Через месяца три у нее появился новый набор. Ленка купила на первую зарплату. После школы она устроилась санитаркой в больницу. Каким он был, я не помню – да уже и неважно. Другие времена – иные крылья.
А скоро – хотя мне, наверное, кажется, что скоро, – она почти перестала краситься. Только чуть-чуть, по особым случаям, когда без косметики уж никак. И туфли теперь предпочитает не на каблуке, а на платформе.
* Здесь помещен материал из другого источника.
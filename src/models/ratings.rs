use serde::{Deserialize, Serialize};
use unicode_segmentation::UnicodeSegmentation;
use validator::{Validate, ValidationError};

/// A 1 to 5 score with an optional comment. The integer bound is
/// enforced here, before any request leaves the process; a zero or
/// missing score never reaches the wire.
#[derive(Validate, Debug, Clone, Serialize, Deserialize)]
pub struct RatePayload {
    #[validate(range(min = 1, max = 5, message = "Avaliação deve ser uma nota de 1 a 5"))]
    pub rating: u8,
    #[serde(default, skip_serializing_if = "Option::is_none")]
    #[validate(custom = "validate_comment")]
    pub comment: Option<String>,
}

impl RatePayload {
    pub fn new(rating: u8) -> Self {
        Self {
            rating,
            comment: None,
        }
    }

    pub fn with_comment(rating: u8, comment: impl Into<String>) -> Self {
        Self {
            rating,
            comment: Some(comment.into()),
        }
    }
}

fn validate_comment(comment: &str) -> Result<(), ValidationError> {
    if comment.graphemes(true).count() > 500 {
        let mut error = ValidationError::new("comment_length");
        error.message = Some("Comentário deve ter no máximo 500 caracteres".into());
        return Err(error);
    }
    Ok(())
}

/// Reply of the rate endpoint: the aggregates recomputed server-side.
#[derive(Debug, Clone, Serialize, Deserialize, PartialEq)]
#[serde(rename_all = "camelCase")]
pub struct RatingReceipt {
    pub material_id: String,
    pub avg_rating: f64,
    pub total_ratings: i64,
}

#[cfg(test)]
mod tests {
    use super::*;
    use claims::{assert_err, assert_ok};
    use validator::Validate;

    #[test]
    fn zero_is_rejected() {
        assert_err!(RatePayload::new(0).validate());
    }

    #[test]
    fn six_is_rejected() {
        assert_err!(RatePayload::new(6).validate());
    }

    #[test]
    fn five_with_comment_is_accepted() {
        assert_ok!(RatePayload::with_comment(5, "ótimo material").validate());
    }

    #[test]
    fn oversized_comment_is_rejected() {
        let payload = RatePayload::with_comment(4, "x".repeat(501));
        assert_err!(payload.validate());
    }
}
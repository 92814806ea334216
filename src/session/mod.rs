mod store;

pub use store::{SessionPhase, SessionSnapshot, SessionStore};
use chrono::{DateTime, Utc};
use serde::{Deserialize, Serialize};
use validator::Validate;

#[derive(Debug, Clone, Serialize, Deserialize, PartialEq)]
#[serde(rename_all = "camelCase")]
pub struct User {
    pub id: String,
    pub name: String,
    pub email: String,
    #[serde(default, skip_serializing_if = "Option::is_none")]
    pub school: Option<String>,
    #[serde(default)]
    pub materials_count: i64,
    pub created_at: DateTime<Utc>,
}

#[derive(Validate, Debug, Clone, Serialize, Deserialize)]
pub struct LoginPayload {
    #[validate(email(message = "Email inválido"))]
    pub email: String,
    #[validate(length(min = 6, message = "Senha deve ter pelo menos 6 caracteres"))]
    pub password: String,
}

#[derive(Validate, Debug, Clone, Serialize, Deserialize)]
pub struct RegisterPayload {
    #[validate(length(min = 2, max = 100, message = "Nome deve ter entre 2 e 100 caracteres"))]
    pub name: String,
    #[validate(email(message = "Email inválido"))]
    pub email: String,
    #[validate(length(min = 6, message = "Senha deve ter pelo menos 6 caracteres"))]
    pub password: String,
    #[serde(default, skip_serializing_if = "Option::is_none")]
    pub school: Option<String>,
}

#[derive(Validate, Debug, Default, Clone, Serialize, Deserialize)]
pub struct UpdateProfilePayload {
    #[serde(default, skip_serializing_if = "Option::is_none")]
    #[validate(length(min = 2, max = 100, message = "Nome deve ter entre 2 e 100 caracteres"))]
    pub name: Option<String>,
    #[serde(default, skip_serializing_if = "Option::is_none")]
    #[validate(length(max = 150, message = "Escola deve ter no máximo 150 caracteres"))]
    pub school: Option<String>,
}

#[derive(Validate, Debug, Clone, Serialize, Deserialize)]
#[serde(rename_all = "camelCase")]
pub struct ChangePasswordPayload {
    #[validate(length(min = 1, message = "Senha atual é obrigatória"))]
    pub current_password: String,
    #[validate(length(min = 6, message = "Nova senha deve ter pelo menos 6 caracteres"))]
    pub new_password: String,
}

/// Reply of `/auth/login` and `/auth/register`. The token is opaque to
/// this crate; the session store wraps it in a `Secret` and never
/// persists it.
#[derive(Debug, Clone, Serialize, Deserialize)]
pub struct AuthResponse {
    pub user: User,
    pub token: String,
}
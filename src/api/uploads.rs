use bytes::Bytes;
use futures_util::StreamExt;
use reqwest::multipart::{Form, Part};
use reqwest::Body;
use std::sync::Arc;
use tokio::sync::watch;
use tracing::instrument;
use validator::Validate;

use super::client::ApiClient;
use crate::core::AppError;
use crate::models::materials::Material;
use crate::models::uploads::{NewMaterialPayload, NewMaterialReceipt, UploadFile};

const CHUNK_SIZE: usize = 64 * 1024;

/// Transmit-progress publisher for one upload. Percentages only move
/// forward; a subscriber watching the channel sees 0..=100 in order,
/// never a regression.
#[derive(Clone)]
pub struct ProgressHandle {
    tx: Arc<watch::Sender<u8>>,
}

impl ProgressHandle {
    pub fn new() -> (Self, watch::Receiver<u8>) {
        let (tx, rx) = watch::channel(0);
        (Self { tx: Arc::new(tx) }, rx)
    }

    pub fn percent(&self) -> u8 {
        *self.tx.borrow()
    }

    pub(crate) fn update(&self, sent_bytes: usize, total_bytes: usize) {
        let percent = if total_bytes == 0 {
            100
        } else {
            ((sent_bytes as f64 / total_bytes as f64) * 100.0).floor() as u8
        };
        self.advance_to(percent.min(100));
    }

    pub(crate) fn complete(&self) {
        self.advance_to(100);
    }

    fn advance_to(&self, percent: u8) {
        self.tx.send_if_modified(|current| {
            if percent > *current {
                *current = percent;
                true
            } else {
                false
            }
        });
    }
}

/// Validates and transmits a new material. A payload that fails
/// validation is refused before any request is built, and the request
/// itself runs under the longer upload timeout so a stalled transfer
/// fails after a bounded wait.
#[instrument(name = "Upload Material", skip(client, payload, progress), fields(title = %payload.title))]
pub async fn upload(
    client: &ApiClient,
    payload: &NewMaterialPayload,
    progress: &ProgressHandle,
) -> Result<Material, AppError> {
    payload.validate()?;

    let form = build_form(payload, progress.clone())?;
    let request = client
        .post("/materials")
        .multipart(form)
        .timeout(client.upload_timeout());

    let receipt: NewMaterialReceipt = client.execute(request).await?;
    progress.complete();
    Ok(receipt.material)
}

fn build_form(payload: &NewMaterialPayload, progress: ProgressHandle) -> Result<Form, AppError> {
    let mut form = Form::new()
        .text("title", payload.title.clone())
        .text("description", payload.description.clone())
        .text("discipline", payload.discipline.clone())
        .text("grade", payload.grade.clone())
        .text("materialType", payload.material_type.as_str())
        .text("difficulty", payload.difficulty.as_str());

    if let Some(sub_topic) = &payload.sub_topic {
        form = form.text("subTopic", sub_topic.clone());
    }
    if let Some(estimated_duration) = payload.estimated_duration {
        form = form.text("estimatedDuration", estimated_duration.to_string());
    }
    if !payload.tags.is_empty() {
        let tags = serde_json::to_string(&payload.tags)?;
        form = form.text("tags", tags);
    }

    Ok(form.part("file", file_part(&payload.file, progress)?))
}

fn file_part(file: &UploadFile, progress: ProgressHandle) -> Result<Part, AppError> {
    let total_bytes = file.bytes.len();
    let chunks: Vec<Bytes> = file
        .bytes
        .chunks(CHUNK_SIZE)
        .map(Bytes::copy_from_slice)
        .collect();

    let mut sent_bytes = 0usize;
    let body_stream = futures_util::stream::iter(chunks).map(move |chunk| {
        sent_bytes += chunk.len();
        progress.update(sent_bytes, total_bytes);
        Ok::<Bytes, std::io::Error>(chunk)
    });

    Part::stream_with_length(Body::wrap_stream(body_stream), total_bytes as u64)
        .file_name(file.file_name.clone())
        .mime_str(&file.content_type)
        .map_err(|e| AppError::internal_error(format!("Invalid content type: {}", e)))
}

#[cfg(test)]
mod tests {
    use super::*;
    use quickcheck_macros::quickcheck;

    #[test]
    fn progress_never_regresses() {
        let (progress, rx) = ProgressHandle::new();
        progress.update(500, 1000);
        assert_eq!(*rx.borrow(), 50);

        // a stale, smaller measurement must not move the needle back
        progress.update(300, 1000);
        assert_eq!(*rx.borrow(), 50);

        progress.complete();
        assert_eq!(*rx.borrow(), 100);
    }

    #[quickcheck]
    fn progress_is_bounded(sent: usize, total: usize) -> bool {
        let (progress, rx) = ProgressHandle::new();
        progress.update(sent, total);
        let within_bounds = *rx.borrow() <= 100;
        within_bounds
    }

    #[test]
    fn empty_files_report_complete_immediately() {
        let (progress, _rx) = ProgressHandle::new();
        progress.update(0, 0);
        assert_eq!(progress.percent(), 100);
    }
}
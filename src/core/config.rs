use serde::Deserialize;
use std::time::Duration;

#[derive(Deserialize, Clone)]
pub struct AppConfig {
    pub backend_api: BackendApiConfig,
    pub catalog: CatalogConfig,
    pub upload: UploadConfig,
}

impl AppConfig {
    pub fn new() -> Result<Self, config::ConfigError> {
        let base_path = std::env::current_dir().expect("Failed to find the current dir");
        let config_dir = base_path.join("src/core/configurations");

        let app_environment: Environment = std::env::var("BANCO_DIDATICO_APP_ENVIRONMENT")
            .unwrap_or_else(|_| "local".into())
            .try_into()
            .expect("Failed to parse BANCO_DIDATICO_APP_ENVIRONMENT");

        let configurations = config::Config::builder()
            .add_source(
                config::File::from(config_dir.join(app_environment.as_str())).required(true),
            )
            .build()?;

        configurations.try_deserialize()
    }
}

#[derive(Deserialize, Clone)]
pub struct BackendApiConfig {
    pub base_url: String,
    pub request_timeout_secs: u64,
}

impl BackendApiConfig {
    pub fn request_timeout(&self) -> Duration {
        Duration::from_secs(self.request_timeout_secs)
    }
}

#[derive(Deserialize, Clone)]
pub struct CatalogConfig {
    pub default_page_size: i32,
    pub cache_ttl_secs: i64,
}

#[derive(Deserialize, Clone)]
pub struct UploadConfig {
    // uploads carry their own, longer bound so large files fail after a
    // bounded wait instead of tripping the default request timeout
    pub request_timeout_secs: u64,
}

impl UploadConfig {
    pub fn request_timeout(&self) -> Duration {
        Duration::from_secs(self.request_timeout_secs)
    }
}

pub enum Environment {
    Local,
    Sandbox,
    Production,
}

impl Environment {
    pub fn as_str(&self) -> &'static str {
        match self {
            Self::Local => "local",
            Self::Sandbox => "sandbox",
            Self::Production => "production",
        }
    }
}

impl TryFrom<String> for Environment {
    type Error = String;

    fn try_from(value: String) -> Result<Self, Self::Error> {
        match value.to_lowercase().as_str() {
            "local" => Ok(Self::Local),
            "sandbox" => Ok(Self::Sandbox),
            "production" => Ok(Self::Production),
            other => Err(format!(
                "{} is not supported environment. Use either `local`, `sandbox` or `production` ",
                other
            )),
        }
    }
}
use serde::{Deserialize, Serialize};

#[derive(Debug, Clone, Copy, Serialize, Deserialize, PartialEq, Eq)]
pub struct PageQuery {
    #[serde(default = "default_page")]
    pub page: i32,
    #[serde(default = "default_limit")]
    pub limit: i32,
}

impl PageQuery {
    pub fn new(page: i32, limit: i32) -> Self {
        Self { page, limit }
    }

    pub fn validate(&mut self) {
        if self.page < 1 {
            self.page = 1;
        }
        if self.limit < 1 || self.limit > 100 {
            self.limit = default_limit();
        }
    }

    pub fn next(&self) -> Self {
        Self {
            page: self.page + 1,
            limit: self.limit,
        }
    }
}

impl Default for PageQuery {
    fn default() -> Self {
        Self {
            page: default_page(),
            limit: default_limit(),
        }
    }
}

/// Pagination block of a materials listing reply.
#[derive(Debug, Clone, Serialize, Deserialize, PartialEq)]
#[serde(rename_all = "camelCase")]
pub struct PaginationMeta {
    pub current: i32,
    pub total: i32,
    pub count: i64,
    pub limit: i32,
    pub has_next: bool,
    pub has_prev: bool,
}

impl PaginationMeta {
    pub fn empty(limit: i32) -> Self {
        Self {
            current: 1,
            total: 0,
            count: 0,
            limit,
            has_next: false,
            has_prev: false,
        }
    }
}

#[derive(Debug, Clone, Serialize, Deserialize, PartialEq)]
#[serde(rename_all = "camelCase")]
pub struct CatalogStats {
    pub total_materials: i64,
    pub avg_rating: f64,
    pub avg_downloads: f64,
    #[serde(default)]
    pub max_rating: f64,
    #[serde(default)]
    pub max_downloads: f64,
}

impl CatalogStats {
    pub fn zeroed() -> Self {
        Self {
            total_materials: 0,
            avg_rating: 0.0,
            avg_downloads: 0.0,
            max_rating: 0.0,
            max_downloads: 0.0,
        }
    }
}

fn default_page() -> i32 {
    1
}

fn default_limit() -> i32 {
    12
}
use tracing::instrument;
use validator::Validate;

use super::client::ApiClient;
use crate::core::AppError;
use crate::models::users::{
    AuthResponse, ChangePasswordPayload, LoginPayload, RegisterPayload, UpdateProfilePayload, User,
};

#[instrument(name = "Login", skip(client, payload))]
pub async fn login(client: &ApiClient, payload: &LoginPayload) -> Result<AuthResponse, AppError> {
    payload.validate()?;
    client.execute(client.post("/auth/login").json(payload)).await
}

#[instrument(name = "Register", skip(client, payload))]
pub async fn register(
    client: &ApiClient,
    payload: &RegisterPayload,
) -> Result<AuthResponse, AppError> {
    payload.validate()?;
    client
        .execute(client.post("/auth/register").json(payload))
        .await
}

/// Checks the held credential against the backend. Answers the current
/// user when the session is still good.
#[instrument(name = "Verify Session", skip(client))]
pub async fn verify_session(client: &ApiClient) -> Result<User, AppError> {
    client.execute(client.get("/auth/verify")).await
}

#[instrument(name = "Get Profile", skip(client))]
pub async fn get_profile(client: &ApiClient) -> Result<User, AppError> {
    client.execute(client.get("/auth/profile")).await
}

#[instrument(name = "Update Profile", skip(client, payload))]
pub async fn update_profile(
    client: &ApiClient,
    payload: &UpdateProfilePayload,
) -> Result<User, AppError> {
    payload.validate()?;
    client
        .execute(client.put("/auth/profile").json(payload))
        .await
}

#[instrument(name = "Change Password", skip(client, payload))]
pub async fn change_password(
    client: &ApiClient,
    payload: &ChangePasswordPayload,
) -> Result<(), AppError> {
    payload.validate()?;
    client
        .execute_empty(client.post("/auth/change-password").json(payload))
        .await
}

#[instrument(name = "Logout", skip(client))]
pub async fn logout(client: &ApiClient) -> Result<(), AppError> {
    client.execute_empty(client.post("/auth/logout")).await
}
– Сошла с дистанции, – говорит она.
Я слышу в ее словах облегчение. Новую свободу, что ли?
Мама.
В долг
Домой почти бежал – боялся забыть. Еще в метро злился, что нет с собой ни ручки, ни листка – прокручивал ее речь в уме, но, конечно, всего не запомнил. Истории целиком, готовые, являются редко; обычно они понемногу составляются из кусков, фрагментов, деталей. Чтобы разглядеть сюжет в случайных впечатлениях, необходимо расстояние: картинка складывается из кучи цветных точек на большом плакате, только если отодвинуться на метр-другой. Тоже чудо, в общем-то, но другое, не обдающее жаром.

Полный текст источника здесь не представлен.